To do: The line with "pub enum SourceKind", the line with "fn eq(&self, other: &Self)", and all lines between them in the material below: return these exactly, and no others.

Material for this task:
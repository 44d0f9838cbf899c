use serde::{Deserialize, Serialize};
use std::time::Duration;

pub type GuildId = u64;
pub type UserId = u64;
pub type ChannelId = u64;

/// Where a song's audio bytes come from.
#[derive(Clone, Copy, Debug, Deserialize, Serialize, PartialEq, Eq, Hash)]
#[serde(rename_all = "kebab-case")]
pub enum SourceKind {
    /// Streamed from a video/audio site through yt-dlp
    Network,

    /// Read from a file hosted on a cloud drive
    CloudFile,
}

#[derive(Clone, Debug, Deserialize, Serialize)]
pub struct Song {
    pub id: u64,
    pub kind: SourceKind,
    pub title: String,

    /// Playable url or remote file reference
    pub url: String,

    /// Duration in seconds, `None` for live streams
    pub duration: Option<u64>,

    pub thumbnail: Option<String>,
    pub artist: String,
    pub live: bool,

    /// User who requested the song, `None` for autoplay picks
    pub requested_by: Option<UserId>,
}

impl PartialEq for Song {
    fn eq(&self, other: &Self) -> bool {
        self.id == other.id && self.kind == other.kind
    }
}

impl Song {
    pub fn duration(&self) -> Option<Duration> {
        self.duration.map(Duration::from_secs)
    }

    pub fn is_autoplay(&self) -> bool {
        self.requested_by.is_none()
    }
}
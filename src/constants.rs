// Raw PCM format shared by every stage between the fetchers and the encoder
pub const SAMPLE_RATE: u32 = 48000; // 48 kHz, voice transport native rate
pub const BIT_DEPTH: u16 = 16; // s16le
pub const CHANNELS: u16 = 2; // Stereo

/// Bytes in one second of raw PCM.
pub const BYTES_PER_SECOND: usize = SAMPLE_RATE as usize * CHANNELS as usize * (BIT_DEPTH as usize / 8);

/// Bytes in one interleaved frame (one sample per channel).
pub const FRAME_BYTES: usize = CHANNELS as usize * (BIT_DEPTH as usize / 8);

/// Byte length of `ms` milliseconds of raw PCM, rounded down to a whole frame.
pub fn pcm_bytes_for_ms(ms: u64) -> usize {
    let bytes = BYTES_PER_SECOND as u64 * ms / 1000;
    (bytes as usize / FRAME_BYTES) * FRAME_BYTES
}
//! Audio sources.
//!
//! Every source kind shares one buffering/delivery engine
//! ([`buffered::BufferedSource`]) and differs only in the [`SongFetcher`]
//! that produces the song's encoded bytes. Supporting a new kind means
//! implementing [`SongFetcher`] and registering it in [`Fetchers`].

pub mod buffered;
pub mod cloud_file;
pub mod network;

use crate::{
    config::Config,
    event::{EventBus, PlaybackId},
    pipeline::{BoxedRead, Stage, StageLauncher},
    song::{Song, SourceKind},
};
use anyhow::{Context, Result};
use async_trait::async_trait;
use bytes::Bytes;
use std::{collections::HashMap, sync::Arc, time::Duration};
use tokio::sync::mpsc;

pub use buffered::BufferedSource;
pub use cloud_file::CloudFileFetcher;
pub use network::NetworkFetcher;

/// Raw PCM paced to real time by the delivery loop, one small chunk per message.
pub type RawStream = mpsc::Receiver<Bytes>;

#[async_trait]
pub trait AudioSource: Send + Sync {
    fn song(&self) -> &Song;

    fn playback_id(&self) -> PlaybackId;

    /// (Re)starts acquisition from `attempt`. Does nothing while an
    /// acquisition cycle is already running.
    fn buffer_stream(&self, attempt: u32);

    /// Returns the paced raw output. Can only be taken once per source.
    fn get_stream(&self) -> Result<RawStream>;

    /// Changes the delivery interval without restarting acquisition.
    fn set_chunk_timing(&self, interval: Duration);

    fn chunk_timing(&self) -> Duration;

    /// Audio delivered so far, excluding silence.
    fn played_duration(&self) -> Duration;

    fn pause(&self);
    fn resume(&self);
    fn is_paused(&self) -> bool;

    /// True while delivery writes silence because no audio is ready.
    fn is_buffering(&self) -> bool;

    fn is_destroyed(&self) -> bool;

    /// Stops every activity of the source and deletes its chunk store.
    async fn destroy(&self);
}

/// Encoded song bytes plus the process producing them, if any. The process
/// is killed when this is dropped.
pub struct Fetched {
    pub reader: BoxedRead,
    pub process: Option<Stage>,
}

impl Fetched {
    pub fn from_reader(reader: BoxedRead) -> Self {
        Self {
            reader,
            process: None,
        }
    }

    pub fn from_process(mut process: Stage) -> Result<Self> {
        let reader = process
            .take_output()
            .with_context(|| format!("Failed to get {} output", process.name()))?;

        // Nothing is ever written to the fetcher process
        drop(process.take_input());

        Ok(Self {
            reader,
            process: Some(process),
        })
    }

    /// Checks the producing process exited cleanly.
    pub async fn finish(&mut self) -> Result<()> {
        match self.process.as_mut() {
            Some(process) => process.finish().await,
            None => Ok(()),
        }
    }
}

/// Song metadata provider: gives access to a song's source audio.
#[async_trait]
pub trait SongFetcher: Send + Sync {
    /// Opens a readable stream of the song's encoded audio.
    async fn open(&self, song: &Song) -> Result<Fetched>;

    /// Returns refreshed metadata for `song`.
    async fn fetch_data(&self, song: &Song) -> Result<Song> {
        Ok(song.clone())
    }
}

/// Fetchers by source kind.
#[derive(Clone, Default)]
pub struct Fetchers {
    fetchers: HashMap<SourceKind, Arc<dyn SongFetcher>>,
}

impl Fetchers {
    pub fn new() -> Self {
        Self::default()
    }

    pub fn with(mut self, kind: SourceKind, fetcher: Arc<dyn SongFetcher>) -> Self {
        self.fetchers.insert(kind, fetcher);
        self
    }

    pub fn get(&self, kind: SourceKind) -> Option<Arc<dyn SongFetcher>> {
        self.fetchers.get(&kind).cloned()
    }
}

/// Everything a source needs besides its song.
#[derive(Clone)]
pub struct SourceContext {
    pub config: Arc<Config>,
    pub launcher: Arc<dyn StageLauncher>,
    pub fetchers: Fetchers,
    pub bus: EventBus,
}

/// Fills in the metadata of a song queued without a known duration. The
/// song is kept as is when the lookup fails.
pub async fn complete_metadata(song: Song, ctx: &SourceContext) -> Song {
    if song.live || song.duration.is_some() {
        return song;
    }
    let Some(fetcher) = ctx.fetchers.get(song.kind) else {
        return song;
    };

    match fetcher.fetch_data(&song).await {
        Ok(refreshed) => refreshed,
        Err(e) => {
            warn!("Could not fetch metadata for '{}': {e:#}", song.title);
            song
        }
    }
}

/// Builds the source for `song` and starts acquiring it.
pub fn create(
    song: Song,
    playback: PlaybackId,
    ctx: &SourceContext,
) -> Result<Arc<dyn AudioSource>> {
    let fetcher = ctx
        .fetchers
        .get(song.kind)
        .with_context(|| format!("No fetcher registered for {:?} songs", song.kind))?;

    let source = BufferedSource::new(
        song,
        playback,
        fetcher,
        ctx.launcher.clone(),
        ctx.config.clone(),
        ctx.bus.clone(),
    );
    source.buffer_stream(1);

    Ok(Arc::new(source))
}
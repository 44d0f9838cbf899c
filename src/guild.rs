use crate::{
    config::Config,
    event::EventBus,
    notify::{BusNotifier, NotificationSink},
    pipeline::StageLauncher,
    player::VcPlayer,
    queue::Queue,
    song::GuildId,
    sources::{Fetchers, SourceContext},
    transport::VoiceTransport,
};
use std::{collections::HashMap, sync::Arc};
use tokio::sync::RwLock;

/// Everything one guild plays with. Guilds share nothing but the
/// process-wide collaborators they are built from.
pub struct Guild {
    pub id: GuildId,
    pub bus: EventBus,
    pub queue: Arc<RwLock<Queue>>,
    pub player: VcPlayer,
    pub notifier: Arc<dyn NotificationSink>,
}

impl Guild {
    pub fn new(
        id: GuildId,
        config: Arc<Config>,
        launcher: Arc<dyn StageLauncher>,
        fetchers: Fetchers,
        transport: Arc<dyn VoiceTransport>,
    ) -> Self {
        let bus = EventBus::new();
        let notifier: Arc<dyn NotificationSink> = Arc::new(BusNotifier::new(bus.clone()));
        let queue = Arc::new(RwLock::new(Queue::new(id, &config.queue)));

        let ctx = SourceContext {
            config,
            launcher,
            fetchers,
            bus: bus.clone(),
        };
        let player = VcPlayer::new(id, queue.clone(), notifier.clone(), transport, ctx);

        Guild {
            id,
            bus,
            queue,
            player,
            notifier,
        }
    }
}

/// Creates guilds on first use and tears them down on removal.
pub struct Guilds {
    config: Arc<Config>,
    launcher: Arc<dyn StageLauncher>,
    fetchers: Fetchers,
    transport: Arc<dyn VoiceTransport>,
    guilds: RwLock<HashMap<GuildId, Arc<Guild>>>,
}

impl Guilds {
    pub fn new(
        config: Arc<Config>,
        launcher: Arc<dyn StageLauncher>,
        fetchers: Fetchers,
        transport: Arc<dyn VoiceTransport>,
    ) -> Self {
        Guilds {
            config,
            launcher,
            fetchers,
            transport,
            guilds: RwLock::new(HashMap::new()),
        }
    }

    pub async fn get(&self, id: GuildId) -> Option<Arc<Guild>> {
        self.guilds.read().await.get(&id).cloned()
    }

    pub async fn get_or_create(&self, id: GuildId) -> Arc<Guild> {
        if let Some(guild) = self.get(id).await {
            return guild;
        }

        let mut guilds = self.guilds.write().await;
        guilds
            .entry(id)
            .or_insert_with(|| {
                info!("[guild {id}] Creating guild");
                Arc::new(Guild::new(
                    id,
                    self.config.clone(),
                    self.launcher.clone(),
                    self.fetchers.clone(),
                    self.transport.clone(),
                ))
            })
            .clone()
    }

    /// Disconnects the guild and forgets it.
    pub async fn remove(&self, id: GuildId) -> bool {
        let guild = self.guilds.write().await.remove(&id);

        match guild {
            Some(guild) => {
                guild.player.leave().await;
                info!("[guild {id}] Removed guild");
                true
            }
            None => false,
        }
    }

    pub async fn len(&self) -> usize {
        self.guilds.read().await.len()
    }

    pub async fn is_empty(&self) -> bool {
        self.guilds.read().await.is_empty()
    }
}
use anyhow::{anyhow, Result};
use guild_player::{
    config,
    event,
    guild::Guilds,
    pipeline::Ffmpeg,
    song::{GuildId, Song, SourceKind, UserId},
    sources::{CloudFileFetcher, Fetchers, NetworkFetcher},
    transport::{TcpTransport, VoiceTransport},
};
use log::info;
use std::{
    hash::{DefaultHasher, Hash, Hasher},
    sync::Arc,
};

/// Guild and user the demo plays for on the local transport.
const LOCAL_GUILD: GuildId = 1;
const LOCAL_USER: UserId = 1;

/// Arguments prefixed with this are streamed as cloud files.
const CLOUD_FILE_PREFIX: &str = "file:";

fn cloud_file_song(url: &str) -> Song {
    let mut hasher = DefaultHasher::new();
    url.hash(&mut hasher);

    Song {
        id: hasher.finish(),
        kind: SourceKind::CloudFile,
        title: url.rsplit('/').next().unwrap_or(url).to_string(),
        url: url.to_string(),
        duration: None,
        thumbnail: None,
        artist: "Unknown".to_string(),
        live: false,
        requested_by: Some(LOCAL_USER),
    }
}

#[tokio::main]
async fn main() -> Result<()> {
    if std::env::var("RUST_LOG").is_err() {
        std::env::set_var("RUST_LOG", "guild_player=info");
    }
    pretty_env_logger::init_timed();

    rustls::crypto::ring::default_provider()
        .install_default()
        .map_err(|_| anyhow!("Failed to install rustls crypto provider"))?;

    let config = Arc::new(config::load_or_default().await?);

    let network = Arc::new(NetworkFetcher::new(config.yt_dlp_path.clone()));
    network.ensure_binary().await?;

    let fetchers = Fetchers::new()
        .with(SourceKind::Network, network.clone())
        .with(SourceKind::CloudFile, Arc::new(CloudFileFetcher::new()));
    let launcher = Arc::new(Ffmpeg::new(config.ffmpeg_path.clone(), config.opus_bitrate));

    let (transport, guild_id, user_id): (Arc<dyn VoiceTransport>, GuildId, UserId) = {
        #[cfg(feature = "discord")]
        {
            match &config.discord {
                Some(discord) => (
                    Arc::new(guild_player::transport::songbird::SongbirdTransport::start(discord).await?),
                    discord.discord_guild_id,
                    discord.discord_user_id,
                ),
                None => (
                    Arc::new(TcpTransport::new(config.tcp_listen.clone())),
                    LOCAL_GUILD,
                    LOCAL_USER,
                ),
            }
        }
        #[cfg(not(feature = "discord"))]
        {
            (
                Arc::new(TcpTransport::new(config.tcp_listen.clone())),
                LOCAL_GUILD,
                LOCAL_USER,
            )
        }
    };

    let guilds = Guilds::new(config.clone(), launcher, fetchers, transport);
    let guild = guilds.get_or_create(guild_id).await;
    event::debug(&guild.bus);

    for arg in std::env::args().skip(1) {
        let song = match arg.strip_prefix(CLOUD_FILE_PREFIX) {
            Some(url) => cloud_file_song(url),
            None => network.resolve(&arg, Some(user_id)).await?,
        };

        info!("Queueing {} by {}", song.title, song.artist);
        guild.queue.write().await.add_queue(song);
    }

    guild.player.join(user_id).await?;
    guild.player.start().await?;

    tokio::signal::ctrl_c().await?;
    guilds.remove(guild_id).await;

    Ok(())
}
impl VcPlayer {
    pub fn new(
        guild: GuildId,
        queue: Arc<RwLock<Queue>>,
        notifier: Arc<dyn NotificationSink>,
        transport: Arc<dyn VoiceTransport>,
        ctx: SourceContext,
    ) -> Self {
        let state = PlayerState {
            status: PlayerStatus::Disconnected,
            connection: None,
            active: None,
            effects: Effects::default(),
        };

        let (finished_tx, finished_rx) = mpsc::unbounded_channel();
        let inner = Arc::new(PlayerInner {
            guild,
            queue,
            notifier,
            transport,
            ctx,
            user_paused: Arc::new(AtomicBool::new(false)),
            state: Mutex::new(state),
            finished_tx,
        });

        tokio::spawn(run_finisher(Arc::downgrade(&inner), finished_rx));

        VcPlayer { inner }
    }

    pub fn guild(&self) -> GuildId {
        self.inner.guild
    }

    pub async fn status(&self) -> PlayerStatus {
        self.inner.state.lock().await.status
    }

    pub async fn connected(&self) -> bool {
        self.status().await.is_connected()
    }

    pub async fn playing(&self) -> bool {
        self.status().await == PlayerStatus::Playing
    }

    pub async fn paused(&self) -> bool {
        self.status().await == PlayerStatus::Paused
    }

    pub async fn current_source(&self) -> Option<Arc<dyn AudioSource>> {
        let state = self.inner.state.lock().await;
        state.active.as_ref().map(|active| active.source.clone())
    }

    pub async fn now_playing(&self) -> Option<Song> {
        let state = self.inner.state.lock().await;
        state.active.as_ref().map(|active| active.song.clone())
    }

    /// Progress of the current song.
    pub async fn played_duration(&self) -> Option<Duration> {
        let state = self.inner.state.lock().await;
        state
            .active
            .as_ref()
            .map(|active| active.source.played_duration())
    }

    pub async fn effects(&self) -> Effects {
        self.inner.state.lock().await.effects
    }

    /// Connects to the voice channel `user` is in.
    pub async fn join(&self, user: UserId) -> Result<()> {
        let inner = &self.inner;
        let mut state = inner.state.lock().await;

        if state.status.is_connected() {
            return Ok(());
        }

        let Some(channel) = inner.transport.user_channel(inner.guild, user).await else {
            inner
                .notifier
                .send_error("You need to be in a voice channel first", false);
            bail!("User {user} is not in a voice channel");
        };

        state.status = PlayerStatus::Connecting;
        info!("[guild {}] Joining voice channel {channel}", inner.guild);

        let connect = async {
            let connection = inner.transport.connect(inner.guild, channel).await?;
            connection.ready().await?;
            Ok::<_, anyhow::Error>(connection)
        };

        let result = tokio::time::timeout(inner.ctx.config.retry.join_timeout(), connect)
            .await
            .context("Timed out waiting for the voice connection")
            .and_then(|result| result);

        match result {
            Ok(connection) => {
                state.connection = Some(connection);
                state.status = PlayerStatus::Idle;
                inner.ctx.bus.send(Event::Player(PlayerEvent::Connected));
                Ok(())
            }
            Err(e) => {
                state.status = PlayerStatus::Disconnected;
                inner
                    .notifier
                    .send_error(&format!("Failed to join voice channel: {e:#}"), false);
                Err(e)
            }
        }
    }

    /// Starts playback from the head of the queue.
    pub async fn start(&self) -> Result<()> {
        let mut state = self.inner.state.lock().await;
        if !state.status.is_connected() {
            bail!("Not connected to a voice channel");
        }
        if state.active.is_some() {
            return Ok(());
        }

        let next = self.inner.queue.write().await.next_song(true);
        self.play_next(&mut state, next).await;

        Ok(())
    }

    /// Plays `song`, replacing whatever plays now. Does nothing unless
    /// connected.
    pub async fn play(&self, song: Song) -> Result<()> {
        let mut state = self.inner.state.lock().await;
        if !state.status.is_connected() {
            debug!("[guild {}] Not connected, ignoring play", self.inner.guild);
            return Ok(());
        }

        self.teardown(&mut state).await;
        self.start_playback(&mut state, song).await
    }

    pub async fn pause(&self) {
        let inner = &self.inner;
        let mut state = inner.state.lock().await;

        let Some(active) = state.active.as_ref() else {
            return;
        };
        if active.song.live {
            inner
                .notifier
                .send_error("Live streams cannot be paused", false);
            return;
        }
        if state.status == PlayerStatus::Paused {
            return;
        }

        inner.user_paused.store(true, Ordering::SeqCst);
        active.source.pause();
        if let Some(connection) = &state.connection {
            connection.pause();
        }

        state.status = PlayerStatus::Paused;
        inner.ctx.bus.send(Event::Player(PlayerEvent::Paused));
    }

    pub async fn resume(&self) {
        let inner = &self.inner;
        let mut state = inner.state.lock().await;

        let Some(active) = state.active.as_ref() else {
            return;
        };
        if active.song.live {
            inner
                .notifier
                .send_error("Live streams cannot be paused or resumed", false);
            return;
        }
        if state.status != PlayerStatus::Paused {
            return;
        }

        inner.user_paused.store(false, Ordering::SeqCst);
        active.source.resume();
        if let Some(connection) = &state.connection {
            connection.unpause();
        }

        state.status = PlayerStatus::Playing;
        inner.ctx.bus.send(Event::Player(PlayerEvent::Resumed));
    }

    /// Applies effect settings to the current and all later songs.
    pub async fn set_effects(&self, effects: Effects) {
        let mut state = self.inner.state.lock().await;
        state.effects = effects;

        if let Some(active) = state.active.as_ref() {
            active.processor.set_effects(effects).await;
        }
    }

    /// Ends the current playback attempt and moves on to the next song.
    pub async fn finished_song(&self) {
        self.finish(None, None).await;
    }

    /// Stops playback and disconnects from voice.
    pub async fn leave(&self) {
        let inner = &self.inner;
        {
            let mut state = inner.state.lock().await;
            state.status = PlayerStatus::Disconnected;
            self.finish_locked(&mut state, None, None).await;

            if let Some(connection) = state.connection.take() {
                connection.destroy().await;
            }
        }

        {
            let mut queue = inner.queue.write().await;
            queue.clear_queue();
            queue.stop();
        }

        info!("[guild {}] Left voice channel", inner.guild);
        inner.ctx.bus.send(Event::Player(PlayerEvent::Disconnected));
    }

    async fn finish(&self, expected: Option<PlaybackId>, fatal: Option<String>) {
        let mut state = self.inner.state.lock().await;
        self.finish_locked(&mut state, expected, fatal).await;
    }

    /// Single exit path of every playback attempt. `expected` restricts
    /// the call to one attempt so late signals of superseded ones are
    /// ignored.
    async fn finish_locked(
        &self,
        state: &mut PlayerState,
        expected: Option<PlaybackId>,
        fatal: Option<String>,
    ) {
        let inner = &self.inner;

        if let Some(expected) = expected {
            let current = state.active.as_ref().map(|active| active.playback);
            if current != Some(expected) {
                debug!(
                    "[guild {}] Ignoring end of superseded playback {expected}",
                    inner.guild
                );
                return;
            }
        }

        let Some(song) = self.teardown(state).await else {
            debug!("[guild {}] Nothing playing, queue left as is", inner.guild);
            return;
        };
        self.report_finished(song, fatal.as_deref()).await;

        if !state.status.is_connected() {
            return;
        }

        state.status = PlayerStatus::Idle;
        let next = inner.queue.write().await.next_song(false);
        self.play_next(state, next).await;
    }

    async fn report_finished(&self, song: Song, fatal: Option<&str>) {
        let inner = &self.inner;

        if let Some(diagnostic) = fatal {
            inner
                .notifier
                .send_error(&format!("Failed to play {}: {diagnostic}", song.title), false);

            // A broken song is not repeated
            inner.queue.write().await.repeat_song_count = 0;
        }

        inner.ctx.bus.send(Event::Player(PlayerEvent::SongFinished {
            song,
            fatal: fatal.is_some(),
        }));
    }

    /// Acts on a queue decision, skipping songs whose playback cannot start.
    async fn play_next(&self, state: &mut PlayerState, next: NextSong) {
        let inner = &self.inner;
        let mut next = next;
        let mut attempts_left = inner.queue.read().await.len() + 1;

        loop {
            match next {
                NextSong::Play(song) => {
                    let Err(e) = self.start_playback(state, song.clone()).await else {
                        return;
                    };

                    error!(
                        "[guild {}] Could not start {}: {e:#}",
                        inner.guild, song.title
                    );
                    self.report_finished(song, Some(&format!("{e:#}"))).await;

                    attempts_left = attempts_left.saturating_sub(1);
                    if attempts_left == 0 {
                        state.status = PlayerStatus::Idle;
                        inner.ctx.bus.send(Event::Player(PlayerEvent::Idle));
                        return;
                    }

                    next = inner.queue.write().await.next_song(false);
                }
                NextSong::Idle => {
                    info!("[guild {}] Queue finished", inner.guild);
                    state.status = PlayerStatus::Idle;
                    inner.ctx.bus.send(Event::Player(PlayerEvent::Idle));
                    return;
                }
                NextSong::NothingToPlay => {
                    inner.notifier.send_notification("There is nothing to play");
                    state.status = PlayerStatus::Idle;
                    inner
                        .ctx
                        .bus
                        .send(Event::Player(PlayerEvent::NothingToPlay));
                    return;
                }
            }
        }
    }

    /// Builds the source → processor → resource chain for `song`.
    async fn start_playback(&self, state: &mut PlayerState, song: Song) -> Result<()> {
        let inner = &self.inner;
        let connection = state
            .connection
            .clone()
            .context("Not connected to a voice channel")?;

        let song = sources::complete_metadata(song, &inner.ctx).await;
        let playback = inner.ctx.bus.next_playback_id();
        // Subscribe first so no fatal event of this attempt is missed
        let events = inner.ctx.bus.subscribe();

        info!(
            "[guild {}] Playing {} (playback {playback})",
            inner.guild, song.title
        );

        inner.user_paused.store(false, Ordering::SeqCst);

        let source = sources::create(song.clone(), playback, &inner.ctx)?;
        let raw = match source.get_stream() {
            Ok(raw) => raw,
            Err(e) => {
                source.destroy().await;
                return Err(e);
            }
        };

        let control = Arc::new(ConnectionControl {
            connection: connection.clone(),
            user_paused: inner.user_paused.clone(),
        });

        let processor = AudioProcessor::process_stream(
            raw,
            source.clone(),
            state.effects,
            inner.ctx.launcher.clone(),
            inner.ctx.config.clone(),
            inner.ctx.bus.clone(),
            control,
        )
        .await;
        let (processor, encoded) = match processor {
            Ok(processor) => processor,
            Err(e) => {
                source.destroy().await;
                return Err(e);
            }
        };

        let resource = match connection.play(encoded).await {
            Ok(resource) => resource,
            Err(e) => {
                processor.destroy().await;
                source.destroy().await;
                return Err(e);
            }
        };

        let watcher = tokio::spawn(watch_playback(
            inner.finished_tx.clone(),
            playback,
            resource,
            events,
            inner.ctx.config.retry.end_poll(),
        ));

        state.active = Some(Active {
            playback,
            song: song.clone(),
            source,
            processor,
            watcher,
        });
        state.status = PlayerStatus::Playing;

        inner
            .ctx
            .bus
            .send(Event::Player(PlayerEvent::NowPlaying { playback, song }));

        Ok(())
    }

    /// Tears down the active chain, returning the song it was playing.
    async fn teardown(&self, state: &mut PlayerState) -> Option<Song> {
        let active = state.active.take()?;

        active.watcher.abort();
        if let Some(connection) = &state.connection {
            connection.stop();
        }
        active.processor.destroy().await;
        active.source.destroy().await;

        debug!(
            "[guild {}] Tore down playback {}",
            self.inner.guild, active.playback
        );

        if state.status == PlayerStatus::Paused || state.status == PlayerStatus::Playing {
            state.status = PlayerStatus::Idle;
        }

        Some(active.song)
    }
}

Exercise output:
pub enum SourceKind {
    /// Streamed from a video/audio site through yt-dlp
    Network,

    /// Read from a file hosted on a cloud drive
    CloudFile,
}

#[derive(Clone, Debug, Deserialize, Serialize)]
pub struct Song {
    pub id: u64,
    pub kind: SourceKind,
    pub title: String,

    /// Playable url or remote file reference
    pub url: String,

    /// Duration in seconds, `None` for live streams
    pub duration: Option<u64>,

    pub thumbnail: Option<String>,
    pub artist: String,
    pub live: bool,

    /// User who requested the song, `None` for autoplay picks
    pub requested_by: Option<UserId>,
}

impl PartialEq for Song {
    fn eq(&self, other: &Self) -> bool {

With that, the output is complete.